The interior is divided into two cells and an anterior room. The anterior room has a window and stove. Each cell has a wooden bunk and one barred window with shutters. The bars are on the outside of the cell windows, but on the inside of the anterior room, and "are made of flat steel instead of round."

== History of use ==
Few people were ever sent to the Pataskala Jail. In correspondence to historian Carolyn Bentz, longtime Pataskala resident Clint Baird noted that “only six Pataskala citizens were ever jailed there.” They include one woman, four teenaged boys who raided a strawberry patch, and an adult male.

According to news reports, Donald Moreland was held on March 30, 1911, “In the little jail at Pataskala” on murder charges before he was transferred to the Licking County Jail in Newark, Ohio.

On June 18, 1894, the Newark Advocate reported that Terry Grimm and Joe Thrapp broke into the Baltimore & Ohio Railroad ticket office at Pataskala at 3:00 am.

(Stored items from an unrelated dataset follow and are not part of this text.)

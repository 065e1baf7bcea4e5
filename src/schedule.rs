// Schedule service connection: GetSchedule requests and shift extraction
use crate::helpers::{parse_date, DATE_FORMAT};
use crate::settings::{Credentials, Service, Settings};
use crate::soap::{build_request, ApiError, HttpSoapTransport, SoapTransport};
use crate::table::Table;
use crate::xmlmanip::{inject_tags, Predicate, Record, Tags, XmlSchema, XmlValue};
use chrono::{Duration, NaiveDate, NaiveDateTime, NaiveTime};
use parking_lot::Mutex;
use rand::seq::SliceRandom;
use std::path::Path;
use std::sync::Arc;
use tracing::{debug, info, warn};

pub const SCHEDULE_TEMPLATE: &str = r#"<tangier version="1.0" method="schedule.request"></tangier>"#;
pub const GET_SCHEDULE: &str = "GetSchedule";

// Format of `@shiftdate` and of full start times.
pub const IN_DATE_FORMAT: &str = "%m/%d/%Y";
pub const TIME_FORMAT: &str = "%I:%M %p";
pub const DATETIME_FORMAT: &str = "%Y-%m-%dT%H:%M:%S";

const TESTING_SAMPLE_SIZE: usize = 20;

#[derive(Debug, Clone, Default, PartialEq)]
pub struct ScheduleQuery {
    pub start_date: String,
    pub end_date: String,
    pub site_id: Option<String>,
    pub emp_id: Option<String>,
    // Extra tags appended inside `<schedule/>`.
    pub tags: Tags,
    // Replaces the connection's credential template.
    pub xml_string: Option<String>,
}

impl ScheduleQuery {
    pub fn for_site(start_date: &str, end_date: &str, site_id: &str) -> Self {
        Self {
            start_date: start_date.to_string(),
            end_date: end_date.to_string(),
            site_id: Some(site_id.to_string()),
            ..Default::default()
        }
    }

    pub fn for_employee(start_date: &str, end_date: &str, emp_id: &str) -> Self {
        Self {
            start_date: start_date.to_string(),
            end_date: end_date.to_string(),
            emp_id: Some(emp_id.to_string()),
            ..Default::default()
        }
    }

    pub fn with_tags(mut self, tags: Tags) -> Self {
        self.tags = tags;
        self
    }

    pub fn with_template(mut self, xml_string: &str) -> Self {
        self.xml_string = Some(xml_string.to_string());
        self
    }

    fn validate(&self) -> Result<(), ApiError> {
        if self.start_date.is_empty()
            || self.end_date.is_empty()
            || (self.site_id.is_none() && self.emp_id.is_none())
        {
            return Err(ApiError::ApiCall(
                "start_date, end_date, and (site_id or emp_id) are all required.".to_string(),
            ));
        }
        validate_range(&self.start_date, &self.end_date)
    }

    fn request_tags(&self) -> Tags {
        let mut tags = Tags::new();
        if let Some(site_id) = &self.site_id {
            tags.push("site_id", site_id);
        }
        if let Some(emp_id) = &self.emp_id {
            tags.push("emp_id", emp_id);
        }
        tags.push("start_date", &self.start_date);
        tags.push("end_date", &self.end_date);
        tags.extend(self.tags.clone());
        tags
    }
}

// Which ids a multi-request schedule pull iterates over.
#[derive(Debug, Clone, PartialEq)]
pub enum ScheduleTarget {
    Sites(Vec<String>),
    Employees(Vec<String>),
    // The site list the connection was configured with.
    Configured,
}

pub struct ScheduleConnection {
    transport: Arc<dyn SoapTransport>,
    base_xml: String,
    site_ids: Vec<String>,
    debug: bool,
    last_request: Mutex<Option<String>>,
}

impl ScheduleConnection {
    pub fn new(settings: &Settings) -> Result<Self, ApiError> {
        let transport = HttpSoapTransport::from_settings(settings, Service::Schedule)?;
        Ok(Self::with_transport(Arc::new(transport), &settings.credentials(), None)?
            .with_debug(settings.debug))
    }

    // Inject `user_name`/`user_pwd` into `base_xml` (default: the schedule template).
    pub fn with_transport(
        transport: Arc<dyn SoapTransport>,
        credentials: &Credentials,
        base_xml: Option<&str>,
    ) -> Result<Self, ApiError> {
        let base_xml = inject_tags(
            base_xml.unwrap_or(SCHEDULE_TEMPLATE),
            "",
            0,
            &Tags::new()
                .with("user_name", &credentials.username)
                .with("user_pwd", &credentials.password),
        )?;
        Ok(Self {
            transport,
            base_xml,
            site_ids: Vec::new(),
            debug: false,
            last_request: Mutex::new(None),
        })
    }

    pub fn with_debug(mut self, debug: bool) -> Self {
        self.debug = debug;
        self
    }

    pub fn with_site_ids(mut self, site_ids: Vec<String>) -> Self {
        self.site_ids = site_ids;
        self
    }

    // Read site ids from the `column_header` column of a CSV file. In `testing` mode a
    // random sample of twenty ids is kept.
    pub fn with_site_file(
        mut self,
        path: &Path,
        column_header: &str,
        testing: bool,
    ) -> Result<Self, ApiError> {
        let is_csv = path
            .extension()
            .and_then(|ext| ext.to_str())
            .is_some_and(|ext| ext.eq_ignore_ascii_case("csv"));
        if !is_csv {
            warn!(path = %path.display(), "Did not read site file; must be a csv document");
            return Ok(self);
        }

        let table = Table::from_csv_path(path)?;
        if !table.has_column(column_header) {
            warn!(column_header, "Site ids must be in a column with the given header");
            return Ok(self);
        }

        let mut site_ids: Vec<String> = table
            .rows()
            .iter()
            .map(|row| row.get(column_header).to_string())
            .filter(|id| !id.is_empty())
            .collect();
        if testing {
            site_ids = site_ids
                .choose_multiple(&mut rand::thread_rng(), TESTING_SAMPLE_SIZE)
                .cloned()
                .collect();
        }
        info!(count = site_ids.len(), "Loaded site ids");
        self.site_ids = site_ids;
        Ok(self)
    }

    pub fn base_xml(&self) -> &str {
        &self.base_xml
    }

    pub fn site_ids(&self) -> &[String] {
        &self.site_ids
    }

    // Last request document, retained only in debug mode.
    pub fn last_request(&self) -> Option<String> {
        self.last_request.lock().clone()
    }

    // Raw `GetSchedule` with a fully formed request document.
    pub async fn call_get_schedule(&self, xml_string: &str) -> Result<String, ApiError> {
        self.transport.call(GET_SCHEDULE, xml_string).await
    }

    /// Schedule for one site or employee over a date range.
    pub async fn get_schedule(&self, query: &ScheduleQuery) -> Result<String, ApiError> {
        query.validate()?;
        let template = query.xml_string.as_deref().unwrap_or(&self.base_xml);
        let xml_string = build_request(template, "schedule", &query.request_tags())?;

        if self.debug {
            *self.last_request.lock() = Some(xml_string.clone());
        }
        debug!(
            site_id = ?query.site_id,
            emp_id = ?query.emp_id,
            start_date = %query.start_date,
            end_date = %query.end_date,
            "Requesting schedule"
        );
        self.call_get_schedule(&xml_string).await
    }

    // One request per site; an empty list falls back to the configured sites.
    pub async fn get_schedules(
        &self,
        start_date: &str,
        end_date: &str,
        site_ids: &[String],
    ) -> Result<Vec<String>, ApiError> {
        let site_ids = if site_ids.is_empty() {
            &self.site_ids
        } else {
            site_ids
        };
        if site_ids.is_empty() || start_date.is_empty() || end_date.is_empty() {
            return Err(ApiError::ApiCall(
                "site_ids, start_date and end_date are all required.".to_string(),
            ));
        }

        let mut schedules = Vec::with_capacity(site_ids.len());
        for site_id in site_ids {
            schedules.push(
                self.get_schedule(&ScheduleQuery::for_site(start_date, end_date, site_id))
                    .await?,
            );
        }
        Ok(schedules)
    }

    /// Every shift for the targets over the range, one record per shift with
    /// `shift_start_date` and `shift_end_date` added.
    pub async fn get_schedule_values_list(
        &self,
        start_date: &str,
        end_date: &str,
        target: &ScheduleTarget,
        tags: &Tags,
    ) -> Result<Vec<Record>, ApiError> {
        let (ids, by_site) = match target {
            ScheduleTarget::Sites(ids) => (ids.as_slice(), true),
            ScheduleTarget::Employees(ids) => (ids.as_slice(), false),
            ScheduleTarget::Configured => (self.site_ids.as_slice(), true),
        };
        if ids.is_empty() {
            return Err(ApiError::ApiCall("site_ids or emp_ids is required.".to_string()));
        }

        let mut values = Vec::new();
        for id in ids {
            let query = if by_site {
                ScheduleQuery::for_site(start_date, end_date, id)
            } else {
                ScheduleQuery::for_employee(start_date, end_date, id)
            };
            let query = query.with_tags(tags.clone());

            let response = self.get_schedule(&query).await?;
            values.extend(schedule_values(&response)?);
        }
        Ok(values)
    }
}

// Shift records of one `GetSchedule` response.
pub fn schedule_values(response: &str) -> Result<Vec<Record>, ApiError> {
    let schema = XmlSchema::parse(response)?;
    let mut values = Vec::new();
    for day in schema.search(&Predicate::not_equals("@shiftdate", "")) {
        values.extend(extract_shifts(&day)?);
    }
    Ok(values)
}

// Expand one `<date shiftdate="..">` mapping into shift records.
pub fn extract_shifts(day: &Record) -> Result<Vec<Record>, ApiError> {
    let shift_date_str = day.text("@shiftdate").unwrap_or_default();
    let shift_date = NaiveDate::parse_from_str(shift_date_str.trim(), IN_DATE_FORMAT)
        .map_err(|e| ApiError::Date(format!("bad shiftdate '{}': {}", shift_date_str, e)))?;

    let shifts = day
        .get("shifts")
        .and_then(XmlValue::as_map)
        .and_then(|shifts| shifts.get("shift"))
        .map(XmlValue::maps)
        .unwrap_or_default();

    shifts
        .into_iter()
        .map(|shift| {
            let start = time_and_date_to_iso(shift.text("actualstarttime").unwrap_or_default(), shift_date)?;
            let end = add_minutes(&start, shift.text("reportedminutes").unwrap_or_default())?;

            let mut record = Record::default();
            record.insert("shift_end_date", XmlValue::Text(end));
            record.insert("shift_start_date", XmlValue::Text(start));
            for (key, value) in shift.iter() {
                record.insert(key, value.clone());
            }
            Ok(record)
        })
        .collect()
}

// Older servers send `07:00 AM`, newer ones `5/1/2017 07:00 AM`.
pub fn time_and_date_to_iso(time: &str, date: NaiveDate) -> Result<String, ApiError> {
    let time = time.trim();
    let full_format = format!("{} {}", IN_DATE_FORMAT, TIME_FORMAT);
    let datetime = match NaiveDateTime::parse_from_str(time, &full_format) {
        Ok(datetime) => datetime,
        Err(_) => {
            let clock = NaiveTime::parse_from_str(time, TIME_FORMAT).map_err(|e| {
                ApiError::Date(format!("bad start time '{}' on {}: {}", time, date.format(DATE_FORMAT), e))
            })?;
            date.and_time(clock)
        }
    };
    Ok(datetime.format(DATETIME_FORMAT).to_string())
}

pub fn parse_iso(datetime: &str) -> Result<NaiveDateTime, ApiError> {
    NaiveDateTime::parse_from_str(datetime.trim(), DATETIME_FORMAT)
        .map_err(|e| ApiError::Date(format!("bad datetime '{}': {}", datetime, e)))
}

fn add_minutes(start: &str, minutes: &str) -> Result<String, ApiError> {
    let start = parse_iso(start)?;
    let bad_minutes = || ApiError::Date(format!("bad reportedminutes '{}'", minutes));
    let parsed: f64 = minutes.trim().parse().map_err(|_| bad_minutes())?;
    if !parsed.is_finite() {
        return Err(bad_minutes());
    }
    // `as` saturates, so out of range counts fail in try_minutes or checked_add_signed
    let end = Duration::try_minutes(parsed.trunc() as i64)
        .and_then(|delta| start.checked_add_signed(delta))
        .ok_or_else(bad_minutes)?;
    Ok(end.format(DATETIME_FORMAT).to_string())
}

// Both dates must be `%Y-%m-%d` and in order
pub fn validate_range(start_date: &str, end_date: &str) -> Result<(), ApiError> {
    let start = parse_date(start_date)?;
    let end = parse_date(end_date)?;
    if start > end {
        return Err(ApiError::ApiCall(format!(
            "start_date {} is after end_date {}",
            start_date, end_date
        )));
    }
    Ok(())
}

The two men were caught in the act of breaking into the Depot’s safe. Thrapp escaped, but was shot, while Grimm “was at once jailed in the village.”

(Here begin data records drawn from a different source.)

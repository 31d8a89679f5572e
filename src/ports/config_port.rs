//! Configuration access port trait.

pub trait ConfigPort {
    fn get_string(&self, section: &str, key: &str) -> Option<String>;
    fn get_int(&self, section: &str, key: &str, default: i64) -> i64;
    fn get_double(&self, section: &str, key: &str, default: f64) -> f64;
    fn get_bool(&self, section: &str, key: &str, default: bool) -> bool;

    /// Keys of a section in sorted order; empty if the section is absent.
    fn section_keys(&self, section: &str) -> Vec<String>;

    fn has_section(&self, section: &str) -> bool;

    /// Comma-separated value split into trimmed, non-empty items.
    fn get_list(&self, section: &str, key: &str) -> Option<Vec<String>> {
        self.get_string(section, key).map(|raw| {
            raw.split(',')
                .map(str::trim)
                .filter(|s| !s.is_empty())
                .map(str::to_string)
                .collect()
        })
    }
}
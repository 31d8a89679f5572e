//! Passthrough computation engine: raw columns copied under
//! timeframe-qualified names, and simple ratios derived from them.

use crate::domain::column::{ColumnKey, ColumnVariant};
use crate::domain::compute::with_companions;
use crate::domain::diagnostics::{Diagnostics, SkipReason};
use crate::domain::frame::FeatureFrame;
use crate::domain::ohlcv::OhlcvTable;
use crate::domain::registry::{PassthroughSource, Registry};
use crate::domain::series::Series;

/// `<base>_<TF> / <base>_<TF>_Avg`, if both columns are in the frame.
pub fn ratio_to_average(frame: &FeatureFrame, base: &str, timeframe: &str) -> Option<Series> {
    let key = ColumnKey::base(base, timeframe);
    let values = frame.get(&key)?;
    let avg = frame.get(&key.with_variant(ColumnVariant::Avg))?;
    Some(values.ratio(avg))
}

pub fn compute_passthroughs(
    table: &OhlcvTable,
    timeframe: &str,
    registry: &Registry,
    ticker: Option<&str>,
    diag: &mut Diagnostics,
) -> FeatureFrame {
    let mut frame = FeatureFrame::new(table.len());

    for def in &registry.passthroughs {
        let key = ColumnKey::base(def.name.as_str(), timeframe);
        let base = match &def.source {
            PassthroughSource::Column(source) => match table.resolve_column(source) {
                Some(values) => Series::from_values(values),
                None => {
                    diag.record(timeframe, ticker, def.name.as_str(), SkipReason::MissingColumns {
                        missing: vec![source.clone()],
                    });
                    continue;
                }
            },
            PassthroughSource::RatioToAverage(of) => match ratio_to_average(&frame, of, timeframe) {
                Some(ratio) => ratio,
                None => {
                    let needed = ColumnKey::new(of.as_str(), ColumnVariant::Avg, timeframe);
                    diag.record(timeframe, ticker, def.name.as_str(), SkipReason::MissingColumns {
                        missing: vec![needed.to_string()],
                    });
                    continue;
                }
            },
        };

        let columns = with_companions(key, base, def.with_avg, def.with_slope, registry.avg_window);
        for (key, series) in columns {
            if let Err(e) = frame.insert(key, series) {
                diag.record(timeframe, ticker, def.name.as_str(), SkipReason::computation(e));
            }
        }
    }

    frame
}
//! Port traits at the edge of the domain.

pub mod artifact_port;
pub mod config_port;
pub mod data_port;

Most frequently, the jail was used by transients riding the rails. Pataskala was a common stop for the "many coal-burning freight trains that stopped here [in Pataskala] to get water, the water tank being located just east of town at the creek." With a coal-burning stove and wooden cots in the cells, the jail offered shelter, heat, and a place to cook food. At one point, the jail caught fire, and a hole in the ceiling above the stove still remains.

== Closure ==
The Pataskala Jail was decommissioned in 1916, upon completion of the Pataskala Town Hall. Because the town hall included an interior jail as part of its design, the old Pataskala Jail was no longer needed. After its decommission, the structure was used to store grain.

== Relocation ==
In 1978, "to prevent its destruction," the decommissioned jail was relocated to its current location at a private residence on South Main Street. The structure was loaded onto a trailer and driven to its new location. A man was positioned on the jail's roof during the relocation to raise up the electrical lines with a pole, to keep them intact as the building passed underneath. The jail is visible from Main St., and it is nearly adjacent to an alley which goes by the property.